Blocking screenshot and hide from recent app thumbnail would be very cool.

1 Like

Also Tab-to-reveal, Minimize-on-copy, etc features like in Aegis help upgrading user privacy and security much, so please consider adding them in ente Authenticator.

Hey, thanks for sharing your feedback, here are our roadmap entries:

Will prioritize these in our next sprint :slight_smile:

8 Likes

This is (now?) optional

1 Like

Was already mentioned

This makes the best alternative to RaivoOTP I had seen so far

Is it recommended to avoid creating an account and using offline mode on one device in order to avoid increasing the attack surface? Or is Ente Authenticator’s sync solution secure enough that it is not that much of a risk to access your tokens on the web for example?

1 Like

IMO and many will disagree, it is probably fine, 2FA codes aren’t useful by themself and in the case that the codes do get leaked you will be fine as long as you are using good password hygiene. That is the point of 2FA.

4 Likes

That is true. Come to think of it, I haven’t actually read someone be against cross-platform 2FA apps. I read that using Signal across two devices in not recommended due to increased attack surface and incorrectly assumed the same can be said for 2FA apps. If anyone is actually against cross-platform 2FA, would you mind mentioning why that is?

Hi Vishnu,

I’d suggest adding PIN, limiting the attempts to some number (5, 3, whatever) before falling back to entering the password.

One use case is when the user gets robbed and was forced to hand the device PIN over. So, if the user uses a different PIN for ente, then it’s most likely the adversaries can’t get to all the 2FA tokens. With biometrics/device PIN backup access, they can export the entire database.

This would be in line with what some password manager, like Bitwarden, does: allowing PIN access, falling back to the password after some attempts.

@Polymer7229 Would this work similar to a duress pin? As used by the strongbox password manager.

No, I wasn’t even thinking that far ahead, though I did misunderstand a bit how things worked a few days ago.

  1. Some Android apps use biometric authentication, but allow the device PIN to unlock them. This is no good if you’re forced to hand over the device PIN. Strongbox duress PIN is a step further. Nice.

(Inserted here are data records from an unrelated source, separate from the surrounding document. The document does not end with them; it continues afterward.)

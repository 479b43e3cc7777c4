//! Multi-tenant engagement tracking core.
//!
//! Freelancer accounts own clients and orders; jobs form a shared catalog,
//! and an order is the sole join between a user, one of their clients, and
//! a job. The crate exposes transport-agnostic services (`domain`) over
//! Diesel/SQLite adapters (`outbound`); HTTP mapping, session issuance,
//! and seeding live outside this crate and pass the acting caller's
//! identity in explicitly.

pub mod domain;
pub mod outbound;

#[cfg(feature = "test-support")]
pub mod test_support;
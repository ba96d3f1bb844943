//! Tests for the rules engine across every reachable game.

use std::collections::HashSet;
use strictly_tictactoe::{
    Board, GameState, InvalidMove, LINES, Mark, MoveError, Outcome, Square, apply_move,
    create_game, evaluate_outcome,
};

/// Every state reachable from a fresh game through legal moves.
fn reachable_states() -> Vec<GameState> {
    let mut seen = HashSet::new();
    let mut stack = vec![create_game()];
    let mut states = Vec::new();

    while let Some(state) = stack.pop() {
        if !seen.insert(state) {
            continue;
        }
        states.push(state);
        for cell in state.board().empty_cells() {
            if let Ok(next) = apply_move(&state, cell) {
                stack.push(next);
            }
        }
    }
    states
}

fn marks_completing_a_line(board: &Board) -> HashSet<Mark> {
    LINES
        .iter()
        .filter_map(|line| match line.map(|i| board.get(i)) {
            [Some(Square::Occupied(a)), Some(Square::Occupied(b)), Some(Square::Occupied(c))]
                if a == b && b == c =>
            {
                Some(a)
            }
            _ => None,
        })
        .collect()
}

#[test]
fn test_fresh_game() {
    let game = create_game();
    assert_eq!(game.board(), &Board::new());
    assert_eq!(game.turn(), Mark::X);
    assert_eq!(game.outcome(), Outcome::InProgress);
}

#[test]
fn test_reachable_state_count() {
    // 5478 distinct legal positions, the standard count for 3x3 tic-tac-toe.
    assert_eq!(reachable_states().len(), 5478);
}

#[test]
fn test_never_two_winning_marks() {
    for state in reachable_states() {
        assert!(marks_completing_a_line(state.board()).len() <= 1);
    }
}

#[test]
fn test_outcome_matches_board() {
    for state in reachable_states() {
        let outcome = evaluate_outcome(state.board());
        assert_eq!(outcome, state.outcome());
        assert_eq!(outcome, evaluate_outcome(state.board()));

        match outcome {
            Outcome::Won(mark) => {
                assert!(marks_completing_a_line(state.board()).contains(&mark));
            }
            Outcome::Draw => {
                assert!(state.board().is_full());
                assert!(marks_completing_a_line(state.board()).is_empty());
            }
            Outcome::InProgress => {
                assert!(!state.board().is_full());
                assert!(marks_completing_a_line(state.board()).is_empty());
            }
        }
    }
}

#[test]
fn test_terminal_states_reject_every_square() {
    for state in reachable_states()
        .into_iter()
        .filter(|s| s.outcome().is_terminal())
    {
        for cell in 0..9 {
            assert_eq!(
                apply_move(&state, cell),
                Err(MoveError::InvalidMove(InvalidMove::GameOver))
            );
        }
    }
}

#[test]
fn test_apply_move_is_a_value_transform() {
    for state in reachable_states().into_iter().take(500) {
        let before = state;
        for cell in state.board().empty_cells() {
            let Ok(next) = apply_move(&state, cell) else {
                continue;
            };
            assert_eq!(state, before);
            for idx in 0..9 {
                if idx == cell {
                    assert_eq!(next.board().get(idx), Some(Square::Occupied(state.turn())));
                } else {
                    assert_eq!(next.board().get(idx), state.board().get(idx));
                }
            }
        }
    }
}

#[test]
fn test_turn_alternates_from_x() {
    let mut game = create_game();
    let mut placed = Vec::new();
    for cell in [4, 0, 8, 2, 1, 7, 6, 3, 5] {
        let mover = game.turn();
        game = apply_move(&game, cell).expect("legal move");
        placed.push(mover);
        assert_eq!(game.board().get(cell), Some(Square::Occupied(mover)));
    }
    let expected: Vec<Mark> = (0..9)
        .map(|n| if n % 2 == 0 { Mark::X } else { Mark::O })
        .collect();
    assert_eq!(placed, expected);
    assert_eq!(game.outcome(), Outcome::Draw);
}

#[test]
fn test_failed_move_leaves_state_untouched() {
    let game = apply_move(&create_game(), 4).unwrap();
    let snapshot = game;

    assert_eq!(
        apply_move(&game, 4),
        Err(MoveError::InvalidMove(InvalidMove::SquareOccupied(4)))
    );
    assert_eq!(apply_move(&game, 42), Err(MoveError::OutOfRange(42)));
    assert_eq!(game, snapshot);
}

#[test]
fn test_error_messages() {
    assert_eq!(
        MoveError::OutOfRange(9).to_string(),
        "Position 9 out of bounds (must be 0-8)"
    );
    assert_eq!(
        MoveError::InvalidMove(InvalidMove::SquareOccupied(3)).to_string(),
        "Invalid move: Square 3 is already occupied"
    );
}

#[test]
fn test_state_serializes_for_snapshots() {
    let game = apply_move(&create_game(), 0).unwrap();
    let json = serde_json::to_value(game).unwrap();
    assert_eq!(json["turn"], "O");
    assert_eq!(json["outcome"], "InProgress");
    assert_eq!(json["board"]["squares"][0]["Occupied"], "X");
    assert_eq!(json["board"]["squares"][1], "Empty");
}
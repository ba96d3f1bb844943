//! Strictly Duel - Unified CLI

#![warn(missing_docs)]

mod cli;

use anyhow::{Context, Result, bail};
use clap::Parser;
use cli::{Cli, Command};
use std::path::PathBuf;
use strictly_duel::{AdvisorySnapshot, DuelConfig, DuelSession, Mode};
use strictly_tictactoe::{Advisor, Board, GameState, Mark};
use tracing::{debug, info, instrument};
use tracing_subscriber::EnvFilter;

#[tokio::main]
async fn main() -> Result<()> {
    // Load .env file
    dotenvy::dotenv().ok();

    // Logs go to stderr; stdout carries the board.
    tracing_subscriber::fmt()
        .with_env_filter(
            EnvFilter::try_from_default_env().unwrap_or_else(|_| EnvFilter::new("warn")),
        )
        .with_writer(std::io::stderr)
        .init();

    let cli = Cli::parse();

    match cli.command {
        Command::Play {
            mode,
            seed,
            delay_ms,
            config,
        } => run_play(mode, seed, delay_ms, config).await,
        Command::Suggest { board, mark, seed } => run_suggest(&board, mark.as_deref(), seed),
        Command::Snapshot { board, user_mark } => run_snapshot(&board, &user_mark),
    }
}

/// Run an interactive game
#[instrument]
async fn run_play(
    mode: Option<Mode>,
    seed: Option<u64>,
    delay_ms: Option<u64>,
    config: Option<PathBuf>,
) -> Result<()> {
    let base = match config {
        Some(path) => DuelConfig::from_file(&path)
            .with_context(|| format!("Loading {}", path.display()))?,
        None => DuelConfig::default(),
    };
    let config = base.with_overrides(mode, delay_ms, seed);
    info!(?config, "Starting game");

    strictly_duel::run(config).await
}

/// Print the advisor's pick for a board
#[instrument]
fn run_suggest(board: &str, mark: Option<&str>, seed: Option<u64>) -> Result<()> {
    let state = GameState::from_board(board.parse::<Board>().context("Parsing board")?);
    if state.outcome().is_terminal() {
        bail!("Game is already over: {}", state.status_text());
    }

    let own = match mark {
        Some(text) => text.parse::<Mark>()?,
        None => state.turn(),
    };
    debug!(%own, "Suggesting move");

    let mut advisor = match seed {
        Some(seed) => Advisor::seeded(seed),
        None => Advisor::from_entropy(),
    };
    match advisor.suggest(state.board(), own, own.opponent()) {
        Some(s) => println!(
            "{}: square {} (key {}) by rule {}",
            own,
            s.cell,
            s.cell + 1,
            s.rule
        ),
        None => println!("No empty square left"),
    }
    Ok(())
}

/// Print the chat snapshot for a board
#[instrument]
fn run_snapshot(board: &str, user_mark: &str) -> Result<()> {
    let state = GameState::from_board(board.parse::<Board>().context("Parsing board")?);
    let user: Mark = user_mark.parse()?;

    let session = DuelSession::resume(Mode::HumanVsHuman, user, user.opponent(), state);
    let snapshot = AdvisorySnapshot::from_session(&session);
    println!("{}", snapshot.to_json()?);
    Ok(())
}
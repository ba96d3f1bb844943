//! Error types for the rules engine.

use derive_more::{Display, Error};

/// Why an in-range move was refused.
#[derive(Debug, Clone, Copy, PartialEq, Eq, Display)]
pub enum InvalidMove {
    /// The game already ended in a win or draw.
    #[display("Game is already over")]
    GameOver,

    /// The square is already occupied.
    #[display("Square {} is already occupied", _0)]
    SquareOccupied(usize),
}

/// Error returned by [`crate::apply_move`].
///
/// `OutOfRange` means the caller offered an index the board does not have and
/// is an integration bug. `InvalidMove` is the ordinary rejection a front end
/// can ignore. Either way the input state is left untouched.
#[derive(Debug, Clone, Copy, PartialEq, Eq, Display, Error)]
pub enum MoveError {
    /// Cell index outside 0-8.
    #[display("Position {} out of bounds (must be 0-8)", _0)]
    OutOfRange(#[error(not(source))] usize),

    /// Move on an occupied square or after the game ended.
    #[display("Invalid move: {}", _0)]
    InvalidMove(#[error(not(source))] InvalidMove),
}

impl MoveError {
    /// True for rejections a correct driver may simply ignore.
    pub fn is_recoverable(&self) -> bool {
        matches!(self, MoveError::InvalidMove(_))
    }
}

/// Error parsing a board layout or mark from text.
#[derive(Debug, Clone, PartialEq, Eq, Display, Error)]
pub enum BoardParseError {
    /// Layout did not describe exactly nine squares.
    #[display("Expected 9 squares, found {}", _0)]
    WrongLength(#[error(not(source))] usize),

    /// Character that is neither a mark, an empty marker nor a separator.
    #[display("Unexpected character {:?} in board layout", _0)]
    UnexpectedChar(#[error(not(source))] char),

    /// Text that does not name a mark.
    #[display("Unknown mark {:?} (expected X or O)", _0)]
    UnknownMark(#[error(not(source))] String),
}
//! Read-only game snapshot for a chat collaborator.
//!
//! A commentary or hint service sees the board and the status line, nothing
//! more. The board is rendered row by row as `cell/cell/cell` with `--` for
//! an empty square, and rows are joined with `", "`:
//!
//! ```text
//! X/--/O, --/X/--, --/--/--
//! ```

use crate::session::DuelSession;
use derive_getters::Getters;
use serde::Serialize;
use strictly_tictactoe::{Board, Mark};

/// What a chat collaborator is allowed to see.
#[derive(Debug, Clone, PartialEq, Eq, Serialize, Getters)]
pub struct AdvisorySnapshot {
    /// Board in row notation.
    board: String,
    /// Status line as shown to the player.
    status: String,
    /// Mark played by the person chatting.
    user_mark: Mark,
    /// Mark played by the heuristic opponent.
    ai_mark: Mark,
}

impl AdvisorySnapshot {
    /// Captures a session as the front end currently shows it.
    pub fn from_session(session: &DuelSession) -> Self {
        Self {
            board: board_notation(session.state().board()),
            status: session.status_line(),
            user_mark: session.human_mark(),
            ai_mark: session.opponent_mark(),
        }
    }

    /// Pretty-printed JSON.
    pub fn to_json(&self) -> Result<String, serde_json::Error> {
        serde_json::to_string_pretty(self)
    }
}

/// Renders a board in row notation.
pub fn board_notation(board: &Board) -> String {
    board
        .squares()
        .chunks(3)
        .map(|row| {
            row.iter()
                .map(|square| square.mark().map_or_else(|| "--".to_string(), |m| m.to_string()))
                .collect::<Vec<_>>()
                .join("/")
        })
        .collect::<Vec<_>>()
        .join(", ")
}
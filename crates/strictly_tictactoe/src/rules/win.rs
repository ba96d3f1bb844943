//! Win detection logic for tic-tac-toe.

use super::super::lines::{LINES, completed_by};
use super::super::types::{Board, Mark};
use tracing::instrument;

/// Checks if there is a winner on the board.
///
/// Returns `Some(mark)` for the first line in scan order whose three
/// squares hold the same mark, `None` otherwise.
#[instrument(skip(board))]
pub fn check_winner(board: &Board) -> Option<Mark> {
    LINES.iter().find_map(|line| completed_by(board, line))
}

  2. Some apps authenticate primarily by PIN, but these could be vulnerable to keyboard simulator attacks. It would be better for security apps to fall back on a password after too many PIN attempts.

  3. Some people may not trust their biometric hardware, and an app PIN seems like a reasonable third factor (albeit password-backed) for getting into a security app.

ente Auth will be added to the site in 8f565e6, so I’m locking this discussion as completed :slight_smile:


@Polymer7229 Feature requests for ente Auth can be posted to their GitHub issues page. Otherwise they’re off topic here on this forum unless one of the ente Auth developers opens a thread in Project Showcase, because otherwise we have no way of knowing that the developers will see posts here.


Obviously if anyone has feedback to add about ente Auth that would change our recommendation then feel free to open another thread.